> _Task statement_: Please repeat only the stretch of records running from the first line through the line that contains "be slide labels.".

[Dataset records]
----
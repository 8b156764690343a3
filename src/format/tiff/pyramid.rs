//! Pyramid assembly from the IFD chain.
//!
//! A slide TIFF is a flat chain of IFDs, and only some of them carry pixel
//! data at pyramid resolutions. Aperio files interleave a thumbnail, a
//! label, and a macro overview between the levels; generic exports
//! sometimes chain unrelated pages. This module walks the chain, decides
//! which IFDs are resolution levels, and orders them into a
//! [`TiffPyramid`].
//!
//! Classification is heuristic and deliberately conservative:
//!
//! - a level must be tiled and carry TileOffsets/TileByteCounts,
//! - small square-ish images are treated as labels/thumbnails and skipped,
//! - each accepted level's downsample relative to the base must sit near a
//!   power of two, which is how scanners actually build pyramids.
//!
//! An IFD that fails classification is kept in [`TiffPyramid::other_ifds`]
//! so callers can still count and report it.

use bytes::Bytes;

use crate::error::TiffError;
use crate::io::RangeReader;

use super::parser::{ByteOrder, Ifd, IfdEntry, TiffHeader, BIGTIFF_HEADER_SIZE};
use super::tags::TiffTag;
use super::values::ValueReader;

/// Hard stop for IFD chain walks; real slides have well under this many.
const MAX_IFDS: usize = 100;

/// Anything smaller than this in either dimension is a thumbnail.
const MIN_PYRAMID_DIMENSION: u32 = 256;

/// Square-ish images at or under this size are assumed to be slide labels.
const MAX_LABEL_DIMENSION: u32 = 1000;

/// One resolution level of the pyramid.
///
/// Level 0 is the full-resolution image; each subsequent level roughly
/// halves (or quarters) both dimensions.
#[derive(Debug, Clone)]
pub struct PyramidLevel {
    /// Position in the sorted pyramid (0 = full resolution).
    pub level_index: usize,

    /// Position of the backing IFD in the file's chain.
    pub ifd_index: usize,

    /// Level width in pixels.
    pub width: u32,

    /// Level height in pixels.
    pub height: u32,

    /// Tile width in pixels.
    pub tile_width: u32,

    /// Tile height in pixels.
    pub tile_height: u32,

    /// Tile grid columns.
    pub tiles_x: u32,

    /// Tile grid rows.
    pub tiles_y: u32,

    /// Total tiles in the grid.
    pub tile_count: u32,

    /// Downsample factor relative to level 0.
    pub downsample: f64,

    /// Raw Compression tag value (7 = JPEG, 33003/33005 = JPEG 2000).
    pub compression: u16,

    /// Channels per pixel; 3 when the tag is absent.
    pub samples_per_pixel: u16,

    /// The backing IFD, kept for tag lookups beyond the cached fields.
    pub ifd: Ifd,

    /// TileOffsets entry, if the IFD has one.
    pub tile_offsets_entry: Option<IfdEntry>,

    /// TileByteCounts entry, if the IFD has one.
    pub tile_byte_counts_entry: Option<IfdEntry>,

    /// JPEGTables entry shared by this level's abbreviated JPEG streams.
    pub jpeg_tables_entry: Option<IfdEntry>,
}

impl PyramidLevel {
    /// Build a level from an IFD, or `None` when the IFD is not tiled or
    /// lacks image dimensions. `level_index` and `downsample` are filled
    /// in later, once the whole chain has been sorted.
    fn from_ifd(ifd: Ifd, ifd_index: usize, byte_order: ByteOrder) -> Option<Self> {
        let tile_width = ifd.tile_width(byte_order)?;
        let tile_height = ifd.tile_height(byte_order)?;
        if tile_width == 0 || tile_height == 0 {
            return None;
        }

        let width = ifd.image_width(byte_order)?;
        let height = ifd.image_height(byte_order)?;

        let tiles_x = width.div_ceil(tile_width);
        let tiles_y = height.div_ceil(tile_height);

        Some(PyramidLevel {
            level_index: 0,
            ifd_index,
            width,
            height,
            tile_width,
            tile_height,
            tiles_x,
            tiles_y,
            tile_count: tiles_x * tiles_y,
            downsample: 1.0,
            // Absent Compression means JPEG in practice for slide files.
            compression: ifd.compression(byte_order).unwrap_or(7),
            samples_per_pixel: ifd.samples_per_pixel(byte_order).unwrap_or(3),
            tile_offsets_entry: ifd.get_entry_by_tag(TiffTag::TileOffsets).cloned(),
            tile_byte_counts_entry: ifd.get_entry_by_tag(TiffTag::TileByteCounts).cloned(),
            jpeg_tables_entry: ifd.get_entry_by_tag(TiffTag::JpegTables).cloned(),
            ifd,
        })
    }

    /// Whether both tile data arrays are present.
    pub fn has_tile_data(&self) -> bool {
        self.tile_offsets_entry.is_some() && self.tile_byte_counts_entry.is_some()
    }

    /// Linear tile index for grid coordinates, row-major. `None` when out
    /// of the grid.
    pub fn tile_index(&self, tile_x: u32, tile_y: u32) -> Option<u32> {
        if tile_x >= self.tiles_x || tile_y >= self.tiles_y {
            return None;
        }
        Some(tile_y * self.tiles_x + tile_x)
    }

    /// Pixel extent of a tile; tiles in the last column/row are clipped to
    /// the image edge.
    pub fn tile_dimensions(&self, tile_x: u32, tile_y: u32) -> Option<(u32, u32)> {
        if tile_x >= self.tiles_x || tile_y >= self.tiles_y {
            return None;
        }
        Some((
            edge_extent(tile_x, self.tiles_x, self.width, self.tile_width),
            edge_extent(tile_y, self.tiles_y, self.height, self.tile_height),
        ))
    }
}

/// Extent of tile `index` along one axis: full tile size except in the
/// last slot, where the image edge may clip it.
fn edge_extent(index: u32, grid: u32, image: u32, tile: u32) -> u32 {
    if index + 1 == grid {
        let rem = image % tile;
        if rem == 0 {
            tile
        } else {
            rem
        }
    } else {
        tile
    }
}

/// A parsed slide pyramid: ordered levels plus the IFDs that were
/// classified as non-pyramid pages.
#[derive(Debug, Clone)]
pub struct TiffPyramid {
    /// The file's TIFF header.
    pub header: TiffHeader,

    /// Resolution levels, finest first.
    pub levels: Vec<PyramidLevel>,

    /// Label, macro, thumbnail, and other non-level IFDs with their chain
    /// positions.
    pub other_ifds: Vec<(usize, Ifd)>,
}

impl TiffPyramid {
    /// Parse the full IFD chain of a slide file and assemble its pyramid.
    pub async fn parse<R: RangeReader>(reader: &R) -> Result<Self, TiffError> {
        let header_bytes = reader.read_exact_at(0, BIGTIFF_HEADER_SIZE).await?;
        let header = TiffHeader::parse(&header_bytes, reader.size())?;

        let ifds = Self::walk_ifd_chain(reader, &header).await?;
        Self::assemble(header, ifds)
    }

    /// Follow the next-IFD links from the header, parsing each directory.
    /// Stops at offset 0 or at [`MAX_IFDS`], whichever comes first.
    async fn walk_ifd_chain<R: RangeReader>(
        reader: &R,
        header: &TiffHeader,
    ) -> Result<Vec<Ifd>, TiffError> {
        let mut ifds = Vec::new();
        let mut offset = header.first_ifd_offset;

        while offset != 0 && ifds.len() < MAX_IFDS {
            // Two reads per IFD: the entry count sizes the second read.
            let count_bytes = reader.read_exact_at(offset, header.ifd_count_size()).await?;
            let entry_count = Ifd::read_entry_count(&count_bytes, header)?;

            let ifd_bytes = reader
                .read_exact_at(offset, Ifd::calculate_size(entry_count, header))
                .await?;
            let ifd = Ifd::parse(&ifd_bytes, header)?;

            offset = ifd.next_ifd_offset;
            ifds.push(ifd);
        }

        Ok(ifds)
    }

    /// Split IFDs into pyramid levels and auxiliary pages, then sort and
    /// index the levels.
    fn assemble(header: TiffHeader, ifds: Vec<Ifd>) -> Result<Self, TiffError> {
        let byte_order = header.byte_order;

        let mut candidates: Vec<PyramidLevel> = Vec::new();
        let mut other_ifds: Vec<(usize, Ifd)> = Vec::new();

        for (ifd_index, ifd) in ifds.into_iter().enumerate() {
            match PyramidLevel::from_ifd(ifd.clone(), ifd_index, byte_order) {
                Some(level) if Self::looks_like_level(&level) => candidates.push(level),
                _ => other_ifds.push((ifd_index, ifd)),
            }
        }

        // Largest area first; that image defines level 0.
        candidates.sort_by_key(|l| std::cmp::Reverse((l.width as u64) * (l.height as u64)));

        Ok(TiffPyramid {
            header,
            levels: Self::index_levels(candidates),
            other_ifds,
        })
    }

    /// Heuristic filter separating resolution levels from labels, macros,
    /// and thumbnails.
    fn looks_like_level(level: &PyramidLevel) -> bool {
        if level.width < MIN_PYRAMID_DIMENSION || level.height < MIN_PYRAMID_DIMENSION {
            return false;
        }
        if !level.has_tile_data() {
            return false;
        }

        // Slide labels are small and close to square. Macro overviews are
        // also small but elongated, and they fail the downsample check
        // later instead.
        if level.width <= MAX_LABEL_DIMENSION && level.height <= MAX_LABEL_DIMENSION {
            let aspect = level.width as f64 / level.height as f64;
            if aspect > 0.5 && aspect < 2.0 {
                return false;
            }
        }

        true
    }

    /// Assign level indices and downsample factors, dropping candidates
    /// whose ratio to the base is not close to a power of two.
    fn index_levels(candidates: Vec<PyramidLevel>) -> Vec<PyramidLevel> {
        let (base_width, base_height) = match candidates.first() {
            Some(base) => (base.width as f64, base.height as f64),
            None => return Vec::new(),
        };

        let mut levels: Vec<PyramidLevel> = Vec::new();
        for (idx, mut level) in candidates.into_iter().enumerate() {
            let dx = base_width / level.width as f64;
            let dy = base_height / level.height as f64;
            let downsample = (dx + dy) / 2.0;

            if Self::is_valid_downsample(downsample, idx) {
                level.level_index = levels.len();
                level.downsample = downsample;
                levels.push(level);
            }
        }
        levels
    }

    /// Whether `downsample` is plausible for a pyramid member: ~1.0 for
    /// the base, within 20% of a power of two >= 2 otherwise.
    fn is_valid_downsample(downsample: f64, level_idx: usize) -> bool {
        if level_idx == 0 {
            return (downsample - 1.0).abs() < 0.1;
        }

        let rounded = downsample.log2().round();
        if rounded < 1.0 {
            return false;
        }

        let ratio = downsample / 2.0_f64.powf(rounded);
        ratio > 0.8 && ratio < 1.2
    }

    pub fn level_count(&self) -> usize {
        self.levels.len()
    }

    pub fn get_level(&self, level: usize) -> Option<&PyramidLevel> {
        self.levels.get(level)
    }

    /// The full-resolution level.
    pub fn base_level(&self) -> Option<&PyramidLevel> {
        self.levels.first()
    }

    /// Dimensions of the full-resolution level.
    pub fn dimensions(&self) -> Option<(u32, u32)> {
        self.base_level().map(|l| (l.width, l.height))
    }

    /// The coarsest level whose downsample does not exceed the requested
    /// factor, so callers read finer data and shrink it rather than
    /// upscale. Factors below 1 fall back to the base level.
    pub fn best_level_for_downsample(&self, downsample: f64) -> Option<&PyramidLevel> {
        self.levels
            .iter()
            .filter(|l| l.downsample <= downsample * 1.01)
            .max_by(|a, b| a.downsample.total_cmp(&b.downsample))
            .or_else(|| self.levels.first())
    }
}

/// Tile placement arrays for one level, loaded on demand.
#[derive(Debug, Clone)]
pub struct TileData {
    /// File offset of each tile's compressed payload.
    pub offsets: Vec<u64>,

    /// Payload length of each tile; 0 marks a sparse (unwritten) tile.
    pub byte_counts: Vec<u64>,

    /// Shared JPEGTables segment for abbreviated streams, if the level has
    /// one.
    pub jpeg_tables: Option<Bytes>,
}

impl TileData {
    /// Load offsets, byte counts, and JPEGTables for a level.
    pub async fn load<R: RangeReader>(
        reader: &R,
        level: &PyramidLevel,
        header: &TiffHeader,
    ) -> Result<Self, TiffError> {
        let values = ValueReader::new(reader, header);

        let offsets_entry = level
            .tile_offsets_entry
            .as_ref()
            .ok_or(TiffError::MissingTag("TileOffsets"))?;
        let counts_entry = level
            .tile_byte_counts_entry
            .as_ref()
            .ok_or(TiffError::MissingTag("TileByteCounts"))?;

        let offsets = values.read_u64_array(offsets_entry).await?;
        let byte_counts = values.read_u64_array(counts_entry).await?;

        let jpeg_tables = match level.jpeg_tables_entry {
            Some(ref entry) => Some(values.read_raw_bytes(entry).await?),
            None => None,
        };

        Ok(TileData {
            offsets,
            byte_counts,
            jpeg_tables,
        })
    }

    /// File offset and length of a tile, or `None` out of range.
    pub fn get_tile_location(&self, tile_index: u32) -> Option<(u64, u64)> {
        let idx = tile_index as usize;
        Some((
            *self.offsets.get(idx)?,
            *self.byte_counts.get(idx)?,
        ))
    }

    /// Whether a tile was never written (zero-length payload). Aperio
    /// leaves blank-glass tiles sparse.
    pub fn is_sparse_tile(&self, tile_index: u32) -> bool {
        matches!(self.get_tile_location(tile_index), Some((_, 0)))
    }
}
----
> _Problem solution_:
repository 8b156764690343a3
filename src/format/tiff/pyramid.rs
//! Pyramid assembly from the IFD chain.
//!
//! A slide TIFF is a flat chain of IFDs, and only some of them carry pixel
//! data at pyramid resolutions. Aperio files interleave a thumbnail, a
//! label, and a macro overview between the levels; generic exports
//! sometimes chain unrelated pages. This module walks the chain, decides
//! which IFDs are resolution levels, and orders them into a
//! [`TiffPyramid`].
//!
//! Classification is heuristic and deliberately conservative:
//!
//! - a level must be tiled and carry TileOffsets/TileByteCounts,
//! - small square-ish images are treated as labels/thumbnails and skipped,
//! - each accepted level's downsample relative to the base must sit near a
//!   power of two, which is how scanners actually build pyramids.
//!
//! An IFD that fails classification is kept in [`TiffPyramid::other_ifds`]
//! so callers can still count and report it.

use bytes::Bytes;

use crate::error::TiffError;
use crate::io::RangeReader;

use super::parser::{ByteOrder, Ifd, IfdEntry, TiffHeader, BIGTIFF_HEADER_SIZE};
use super::tags::TiffTag;
use super::values::ValueReader;

/// Hard stop for IFD chain walks; real slides have well under this many.
const MAX_IFDS: usize = 100;

/// Anything smaller than this in either dimension is a thumbnail.
const MIN_PYRAMID_DIMENSION: u32 = 256;

/// Square-ish images at or under this size are assumed to be slide labels.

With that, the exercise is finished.